Healthcare expenditure Health policy Life expectancy Infant mortality Under-5 mortality Predictive preventive personalized medicine 


Public spending on healthcare enhances the efficiency of healthcare services and boosts health outcomes, and therefore, establishing a robust health financing system has been a priority among many countries worldwide [1]. However, increasing health expenditure has been challenging even among wealthy countries because of frequent economic recession and rising healthcare costs [2]. In low-income countries, public healthcare spending has been relatively low, despite the potential benefits that could be achieved in regard to health outcomes [3]. The little public healthcare spending that happens in these countries is mainly financed with insufficient tax revenues, internal and external loans and restricted foreign grants [3]. Other healthcare funding sources available are either private or out-of-pocket payments, fee-for-service and private health insurance schemes [3, 4, 5].

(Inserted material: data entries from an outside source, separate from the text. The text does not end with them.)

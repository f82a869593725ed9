//! Wflign: tiled wavefront alignment of one accepted mapping.
//!
//! A long mapping is tiled into overlapping fragments, each fragment pair
//! is screened by sketch similarity and aligned end-to-end, the fragment
//! scripts are stitched in query order, holes are patched with the
//! dual-cost aligner under a score cap, and junction artifacts are eroded.
//!
//! Target coordinates run over the padded window the job carries; the
//! padding lets head and tail patches extend past noisy mapping boundaries.

use crate::config::AlignConfig;
use crate::map::l2::mash_distance;
use crate::sketch::{sketch_window, SketchParams};
use crate::types::{Cigar, CigarOp, CigarStats};
use crate::wfa::{WavefrontAligner, WfaError};
use std::collections::HashSet;

/// Fragment sketch k-mer size.
const FRAGMENT_K: usize = 17;
/// Minmers targeted per fragment sketch.
const FRAGMENT_SKETCH_SIZE: f64 = 256.0;
/// Tolerated drop of fragment sketch ANI below the mapping estimate.
const ANI_SLACK: f64 = 0.05;

/// Lifecycle of one mapping through the orchestrator.
#[derive(Debug, Clone, Copy, PartialEq, Eq)]
pub enum WflignState {
    New,
    Tiled,
    AlignedFragments,
    Stitched,
    Patched,
    Emitted,
    Failed,
}

/// One mapping's alignment problem.
#[derive(Debug)]
pub struct WflignJob<'a> {
    /// Query region, already oriented to the mapping strand.
    pub query: &'a [u8],
    /// Padded target window.
    pub target: &'a [u8],
    /// Bytes of `target` before the mapped window.
    pub head_pad: usize,
    /// Bytes of `target` after the mapped window.
    pub tail_pad: usize,
    /// The mapping's estimated identity.
    pub est_identity: f64,
}

impl WflignJob<'_> {
    fn window_start(&self) -> usize {
        self.head_pad
    }

    fn window_end(&self) -> usize {
        self.target.len() - self.tail_pad
    }

    fn window_len(&self) -> usize {
        self.window_end() - self.window_start()
    }
}

/// The stitched result. Spans are relative to the job's query region and
/// padded target window.
#[derive(Debug)]
pub struct WflignOutcome {
    pub state: WflignState,
    pub cigar: Cigar,
    pub stats: CigarStats,
    pub query_span: (usize, usize),
    pub target_span: (usize, usize),
}

impl WflignOutcome {
    fn failed() -> Self {
        Self {
            state: WflignState::Failed,
            cigar: Cigar::new(),
            stats: CigarStats::default(),
            query_span: (0, 0),
            target_span: (0, 0),
        }
    }
}

/// An accepted fragment alignment.
#[derive(Debug)]
struct Fragment {
    q_start: usize,
    q_end: usize,
    t_start: usize,
    t_end: usize,
    cigar: Cigar,
}

pub struct Wflign<'a> {
    config: &'a AlignConfig,
    base: WavefrontAligner,
}

impl<'a> Wflign<'a> {
    pub fn new(config: &'a AlignConfig) -> Self {
        Self {
            config,
            base: WavefrontAligner::affine(config.penalties),
        }
    }

    /// Junction erosion length, derived from divergence when unset.
    fn erode_k(&self, est_identity: f64) -> usize {
        if self.config.erode_k >= 0 {
            return self.config.erode_k as usize;
        }
        let derived = (2.5 * (1.0 - est_identity) * FRAGMENT_K as f64).round() as usize;
        derived.clamp(7, 23)
    }

    /// Patch score cap, derived from penalties and region length when unset.
    fn patching_cap(&self, region_len: usize) -> u32 {
        if self.config.max_patching_score > 0 {
            return self.config.max_patching_score;
        }
        let p = &self.config.patch_penalties;
        p.gap_open2 + (region_len as u32 / 2) * p.gap_extend2 + 256 * p.mismatch
    }

    pub fn align(&self, job: &WflignJob<'_>) -> WflignOutcome {
        let state = WflignState::New;
        let qlen = job.query.len();
        let tlen = job.window_len();
        if qlen == 0 || tlen == 0 {
            return WflignOutcome::failed();
        }
        log::trace!("wflign {state:?}: {qlen} bp query, {tlen} bp window");

        let seg = self.config.wflambda_segment_length as usize;

        // Short mappings skip the tiling machinery entirely.
        if qlen <= seg {
            let target = &job.target[job.window_start()..job.window_end()];
            return match self.base.align(job.query, target) {
                Ok(aln) => self.emit(
                    aln.cigar,
                    (0, qlen),
                    (job.window_start(), job.window_end()),
                    job.est_identity,
                ),
                Err(_) => WflignOutcome::failed(),
            };
        }

        let fragments = self.tile_and_align(job, seg);
        log::trace!(
            "wflign {:?}: {} fragments accepted",
            WflignState::AlignedFragments,
            fragments.len()
        );
        if fragments.is_empty() {
            // Nothing passed the sketch screen; one capped dual-cost try.
            return match self.patch(job.query, &job.target[job.window_start()..job.window_end()])
            {
                Some(cigar) => self.emit(
                    cigar,
                    (0, qlen),
                    (job.window_start(), job.window_end()),
                    job.est_identity,
                ),
                None => WflignOutcome::failed(),
            };
        }

        let mut state = WflignState::Tiled;
        let (cigar, query_span, target_span) = self.stitch(job, fragments, &mut state);
        debug_assert!(matches!(state, WflignState::Patched));
        self.emit(cigar, query_span, target_span, job.est_identity)
    }

    /// Tile the mapping and align every fragment pair that passes the
    /// sketch screen. Fragments overlap by half a tile.
    fn tile_and_align(&self, job: &WflignJob<'_>, seg: usize) -> Vec<Fragment> {
        let qlen = job.query.len();
        let tlen = job.window_len();
        let scale = tlen as f64 / qlen as f64;
        let step = (seg / 2).max(1);

        let mut fragments = Vec::new();
        let mut q_pos = 0;
        while q_pos < qlen {
            let q_end = (q_pos + seg).min(qlen);
            let t_start = job.window_start() + (q_pos as f64 * scale).round() as usize;
            let t_end = (job.window_start() + (q_end as f64 * scale).round() as usize)
                .min(job.window_end());
            if t_start >= t_end {
                break;
            }

            let query_frag = &job.query[q_pos..q_end];
            let target_frag = &job.target[t_start..t_end];
            if self.fragment_similar(query_frag, target_frag, job.est_identity) {
                if let Ok(aln) = self.base.align(query_frag, target_frag) {
                    fragments.push(Fragment {
                        q_start: q_pos,
                        q_end,
                        t_start,
                        t_end,
                        cigar: aln.cigar,
                    });
                }
            }

            if q_end == qlen {
                break;
            }
            q_pos += step;
        }
        fragments
    }

    /// Sketch screen: fragment pair ANI must not fall more than the slack
    /// below the mapping's estimate.
    fn fragment_similar(&self, query: &[u8], target: &[u8], est_identity: f64) -> bool {
        if query.len() < FRAGMENT_K || target.len() < FRAGMENT_K {
            return true;
        }
        let density =
            (FRAGMENT_SKETCH_SIZE / (query.len().min(target.len()) - FRAGMENT_K) as f64).min(1.0);
        let params = SketchParams::new(FRAGMENT_K, density, 0.0);
        let qh: HashSet<u64> = sketch_window(query, 0, 0, query.len(), &params)
            .iter()
            .map(|m| m.hash)
            .collect();
        let th: HashSet<u64> = sketch_window(target, 0, 0, target.len(), &params)
            .iter()
            .map(|m| m.hash)
            .collect();
        if qh.is_empty() || th.is_empty() {
            return true;
        }
        let shared = qh.intersection(&th).count() as f64;
        let union = (qh.len() + th.len()) as f64 - shared;
        let jaccard = if union > 0.0 { shared / union } else { 0.0 };
        let ani = 1.0 - mash_distance(jaccard, FRAGMENT_K);
        ani >= est_identity - ANI_SLACK
    }

    /// Stitch the accepted fragments into one script, patching holes.
    fn stitch(
        &self,
        job: &WflignJob<'_>,
        fragments: Vec<Fragment>,
        state: &mut WflignState,
    ) -> (Cigar, (usize, usize), (usize, usize)) {
        // Keep a non-overlapping subset in query order; the half-tile
        // overlap means every other fragment suffices when all survived.
        let mut kept: Vec<Fragment> = Vec::new();
        for frag in fragments {
            match kept.last() {
                Some(last) if frag.q_start < last.q_end => {}
                _ => kept.push(frag),
            }
        }
        *state = WflignState::Stitched;

        let mut cigar = Cigar::new();
        let first = kept.first().expect("at least one fragment kept");

        // Head hole: align leading query against the window head, borrowing
        // padding when the proportional interval collapsed.
        let (mut q_aln_start, mut t_aln_start) = (first.q_start, first.t_start);
        if first.q_start > 0 {
            let q_hole = first.q_start;
            let mut t_lo = job.window_start().min(first.t_start);
            if t_lo == first.t_start {
                t_lo = first.t_start.saturating_sub(q_hole.min(job.head_pad) * 2);
            }
            match self.patch(&job.query[..q_hole], &job.target[t_lo..first.t_start]) {
                Some(head) => {
                    q_aln_start = 0;
                    t_aln_start = t_lo;
                    cigar.extend(&head);
                }
                // Unpatchable head is clipped.
                None => {}
            }
        }

        let mut prev_q_end = first.q_start;
        let mut prev_t_end = first.t_start;
        for frag in &kept {
            if frag.q_start > prev_q_end || frag.t_start > prev_t_end {
                // Hole between fragments.
                let q_hole = &job.query[prev_q_end..frag.q_start];
                let t_hole = &job.target[prev_t_end..frag.t_start];
                match self.patch(q_hole, t_hole) {
                    Some(patched) => cigar.extend(&patched),
                    None => {
                        // Patch gave up: express the hole as pure indels,
                        // deletions first.
                        cigar.push(CigarOp::Del(t_hole.len() as u32));
                        cigar.push(CigarOp::Ins(q_hole.len() as u32));
                    }
                }
            }
            cigar.extend(&frag.cigar);
            prev_q_end = frag.q_end;
            prev_t_end = frag.t_end;
        }

        // Tail hole, mirroring the head.
        let qlen = job.query.len();
        let mut q_aln_end = prev_q_end;
        let mut t_aln_end = prev_t_end;
        if prev_q_end < qlen {
            let q_hole = qlen - prev_q_end;
            let mut t_hi = job.window_end().max(prev_t_end);
            if t_hi == prev_t_end {
                t_hi = (prev_t_end + q_hole.min(job.tail_pad) * 2).min(job.target.len());
            }
            match self.patch(&job.query[prev_q_end..], &job.target[prev_t_end..t_hi]) {
                Some(tail) => {
                    q_aln_end = qlen;
                    t_aln_end = t_hi;
                    cigar.extend(&tail);
                }
                None => {}
            }
        }
        *state = WflignState::Patched;

        (cigar, (q_aln_start, q_aln_end), (t_aln_start, t_aln_end))
    }

    /// Capped dual-cost alignment of one hole. `None` when the region is
    /// hopeless (too long or over the score cap).
    fn patch(&self, query: &[u8], target: &[u8]) -> Option<Cigar> {
        if query.is_empty() && target.is_empty() {
            return Some(Cigar::new());
        }
        let longest = query.len().max(target.len());
        if longest as u64 > self.config.max_len_minor {
            return None;
        }
        let aligner = WavefrontAligner::affine_2p(self.config.patch_penalties)
            .with_max_score(self.patching_cap(longest));
        match aligner.align(query, target) {
            Ok(aln) => Some(aln.cigar),
            Err(WfaError::ScoreCapExceeded { .. }) | Err(WfaError::NoConvergence) => None,
        }
    }

    /// Erode junction artifacts, compute stats, and decide the final state.
    fn emit(
        &self,
        cigar: Cigar,
        query_span: (usize, usize),
        target_span: (usize, usize),
        est_identity: f64,
    ) -> WflignOutcome {
        let eroded = erode(&cigar, self.erode_k(est_identity));
        let stats = eroded.stats();
        let identity = stats.identity();
        let state = if identity >= self.config.min_identity && stats.block_len() > 0 {
            WflignState::Emitted
        } else {
            WflignState::Failed
        };
        WflignOutcome {
            state,
            cigar: eroded,
            stats,
            query_span,
            target_span,
        }
    }
}

/// Re-express short match runs flanked by indels as mismatches, removing
/// artifactual micro-indel staircases at fragment junctions.
fn erode(cigar: &Cigar, erode_k: usize) -> Cigar {
    let ops = cigar.ops();
    let mut out = Cigar::new();
    for (i, op) in ops.iter().enumerate() {
        let eroded = match *op {
            CigarOp::Match(n) if (n as usize) < erode_k => {
                let indel_before = i > 0
                    && matches!(ops[i - 1], CigarOp::Ins(_) | CigarOp::Del(_));
                let indel_after = i + 1 < ops.len()
                    && matches!(ops[i + 1], CigarOp::Ins(_) | CigarOp::Del(_));
                if indel_before && indel_after {
                    CigarOp::Mismatch(n)
                } else {
                    *op
                }
            }
            other => other,
        };
        out.push(eroded);
    }
    out
}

In the past two decades, Ghana has experienced rapid economic growth, along with the increase in spending on health [6, 7]. Since 2001, the country has increased its public healthcare spending by 11%, which is 15% higher than the accompanying increase in government revenues [8]. Concurrently, there has been a tremendous population growth over the past decade with at least 65% of the populace expected to be urban dwellers by 2030 [9, 10]. With this growth in population coupled with ageing, rapid urbanization and increasing adoption of sedentary lifestyle, there could be a shift in focus from communicable diseases (CD) to non-communicable diseases (NCD), which would place further pressure on the scarce healthcare resources [11, 12].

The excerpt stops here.